HMK.’un 120. maddesindeki gider avansı ile ilgili düzenlemenin 324. Maddedeki delil ikamesi için avans kuralı ile birlikte değerlendirilmesi ve dava şartı olan gider avansının delillerin ikamesi dışındaki yargılama giderleri için dikkate alınması gerekir. Dolayısı ile delil ikamesi için alınacak avans ile dava şartı olan gider avansının birbirinde ayrılması, delillerin ikamesi için alınacak avansın gider avansı içinde yer almaması zorunludur.
Tanık dinlenmesi, bilirkişi raporu alınması ve keşif gideri gibi delil ikamesine yönelik giderlerin gider avansı içinde değerlendirilmesi olanağı HMK.’un 324. Maddesi düzenlemesi karşısında yoktur. Ayrıca delil ikamesi avansının da ispat külfetine göre taraflara yükletilmesi gerekir. Diğer yandan örneğin resen hesap raporu alınacaksa giderin 325. Maddesi kapsamında değerlendirilmesi isabetli olacaktır.
Mahkemenin gider avansı alınması tespitine ilişkin yorumu ve uygulaması açıklanan gerekçelerle yerindedir.
Ancak, yukarda açıklandığı üzere dava şartı olarak öngörülen düzenlemenin davanın reddine yol açması nedeniyle mahkemece gider avansı ile delillerin ikamesine yönelik avans ayrılmalı, gider avansının da nelerden ibaret olduğu net olarak belirlemeli ve tarafa da hem gider avansının hem de delil ikamesi avansının hukuki sonuçları konusunda uyarı yapılmalıdır.
Somut olayda mahkeme eksik gider avansının ikmal edilmesi hususunda davacıya iki haftalık kesin süre vermiş ise de, talep edilen giderlere nelerin dahil olduğu, bu giderler içinde delil ikamesine yönelik gider olup olmadığı ve miktarı belirtilmemiştir. Dolayısı ile talep edilen giderin, gider avansı veya delil ikamesi avansı olup olmadığı denetlenememektedir. Zira yukarda açıklandığı gibi gider avansı dava şartı iken, delil ikamesi avansı dava şartı olarak nitelendirilemeyecektir. Delil ikamesi avansının verilen kesin süre içinde yatırılmaması davanın dava şartı yokluğu ile reddine neden teşkil etmez. Taraf belirtilen sürede delil avansı giderini yatırmazsa dayandığı o delilden vazgeçmiş sayılır.
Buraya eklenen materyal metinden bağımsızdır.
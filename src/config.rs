//! Harness configuration.

use std::path::Path;

use serde::{Deserialize, Serialize};

use crate::domain::descriptor::RequestDescriptor;
use crate::error::{Result, VolleyError};
use crate::presentation::DEFAULT_EVENT_CAPACITY;

/// Default target: the probed server's default listen port.
pub const DEFAULT_BASE_URL: &str = "http://localhost:10000";

/// Endpoint the form submission flow posts to.
pub const DEFAULT_SUBMIT_PATH: &str = "/spin.cgi?2";

/// Configuration for the harness.
///
/// Every field has a default, so a config file only needs the fields it changes.
#[derive(Debug, Clone, PartialEq, Eq, Serialize, Deserialize)]
#[serde(default)]
pub struct HarnessConfig {
    /// Base URL that relative request URIs are joined onto
    pub base_url: String,

    /// Transport timeout per request in milliseconds.
    /// None means no timeout; the harness itself never aborts a request.
    pub timeout_ms: Option<u64>,

    /// Target of the form submission flow
    pub submit_path: String,

    /// Descriptors launched by the concurrency demo
    pub demo_batch: Vec<RequestDescriptor>,

    /// Capacity of the board's event channel; slower renderers lag past this
    pub event_capacity: usize,
}

impl Default for HarnessConfig {
    fn default() -> Self {
        Self {
            base_url: DEFAULT_BASE_URL.to_string(),
            timeout_ms: None,
            submit_path: DEFAULT_SUBMIT_PATH.to_string(),
            demo_batch: demo_batch(),
            event_capacity: DEFAULT_EVENT_CAPACITY,
        }
    }
}

impl HarnessConfig {
    /// Parse a JSON config document and validate it.
    pub fn from_json_str(json: &str) -> Result<Self> {
        let config: HarnessConfig = serde_json::from_str(json)?;
        config.validate()?;
        Ok(config)
    }

    /// Load a JSON config file.
    pub fn load(path: &Path) -> Result<Self> {
        let json = std::fs::read_to_string(path)
            .map_err(|e| VolleyError::Config(format!("cannot read {}: {e}", path.display())))?;
        Self::from_json_str(&json)
    }

    pub fn validate(&self) -> Result<()> {
        reqwest::Url::parse(&self.base_url)
            .map_err(|e| VolleyError::Config(format!("invalid base_url '{}': {e}", self.base_url)))?;

        if self.timeout_ms == Some(0) {
            return Err(VolleyError::Config(
                "timeout_ms must be positive (omit it to disable the timeout)".to_string(),
            ));
        }

        if self.event_capacity == 0 {
            return Err(VolleyError::Config(
                "event_capacity must be positive".to_string(),
            ));
        }

        if let Some(position) = self.demo_batch.iter().position(|d| d.uri.trim().is_empty()) {
            return Err(VolleyError::Config(format!(
                "demo_batch[{position}] has an empty uri"
            )));
        }

        Ok(())
    }
}

/// The fixed six-request concurrency demo: one slow CGI, one medium CGI,
/// a 404 and three fast static resources.
pub fn demo_batch() -> Vec<RequestDescriptor> {
    vec![
        RequestDescriptor::new("/spin.cgi?10", "Slow (CGI)"),
        RequestDescriptor::new("/another.html", "Fast (HTML)"),
        RequestDescriptor::new("/file.txt", "Fast (Text)"),
        RequestDescriptor::new("/spin.cgi?5", "Medium (CGI)"),
        RequestDescriptor::new("/no_existe.html", "Fast (404 Error)"),
        RequestDescriptor::new("/another.html", "Fast (HTML)"),
    ]
}

#[cfg(test)]
mod tests {
    use super::*;

    #[test]
    fn test_defaults() {
        let config = HarnessConfig::default();
        assert_eq!(config.base_url, "http://localhost:10000");
        assert_eq!(config.timeout_ms, None);
        assert_eq!(config.submit_path, "/spin.cgi?2");
        assert_eq!(config.demo_batch.len(), 6);
        assert!(config.validate().is_ok());
    }

    #[test]
    fn test_partial_json_keeps_defaults() {
        let config =
            HarnessConfig::from_json_str(r#"{"base_url": "http://127.0.0.1:8080", "timeout_ms": 2500}"#)
                .unwrap();
        assert_eq!(config.base_url, "http://127.0.0.1:8080");
        assert_eq!(config.timeout_ms, Some(2500));
        assert_eq!(config.submit_path, DEFAULT_SUBMIT_PATH);
        assert_eq!(config.demo_batch, demo_batch());
    }

    #[test]
    fn test_custom_demo_batch() {
        let config = HarnessConfig::from_json_str(
            r#"{"demo_batch": [{"uri": "/a", "label": "A"}, {"uri": "/b", "label": "B"}]}"#,
        )
        .unwrap();
        assert_eq!(
            config.demo_batch,
            vec![RequestDescriptor::new("/a", "A"), RequestDescriptor::new("/b", "B")]
        );
    }

    #[test]
    fn test_invalid_configs_are_rejected() {
        assert!(matches!(
            HarnessConfig::from_json_str(r#"{"base_url": "nope"}"#),
            Err(VolleyError::Config(_))
        ));
        assert!(matches!(
            HarnessConfig::from_json_str(r#"{"timeout_ms": 0}"#),
            Err(VolleyError::Config(_))
        ));
        assert!(matches!(
            HarnessConfig::from_json_str(r#"{"demo_batch": [{"uri": " ", "label": "x"}]}"#),
            Err(VolleyError::Config(_))
        ));
        assert!(matches!(
            HarnessConfig::from_json_str("{not json"),
            Err(VolleyError::Serialization(_))
        ));
    }

    #[test]
    fn test_missing_file_is_config_error() {
        let result = HarnessConfig::load(Path::new("/definitely/not/here.json"));
        assert!(matches!(result, Err(VolleyError::Config(_))));
    }
}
Mahkeme dava şartı olarak belirlediği gider avansına yönelik ara kararında gider avansını oluşturan harç, tebligat gibi gider gerektiren işlemleri kalem kalem açıklamalı, her kalemin miktarını ayrı ayrı göstermeli, dava şartına yönelik gider avansı ile ilgili olarak verilen kesin sürede yatırılmamasının sonuçlarını da duruşma zaptına açıkça yazmalıdır. Ayrıca bu avans dışında delil ikamesine yönelik avans isteniyor ise HMK.’un 115, maddesine göre değil, 324. maddesine göre işlem yapmalıdır.
Yazılı şekilde uygulama yapılmadan soyut kesin süre verilerek dava şartı noksanlığından davanın reddine karar verilmesi hatalı olup kararın bu nedenle bozulması gerekmiştir…)gerekçesiyle bozularak dosya yerine geri çevrilmekle, yeniden yapılan yargılama sonunda; Mahkeme önceki kararda direnmiştir.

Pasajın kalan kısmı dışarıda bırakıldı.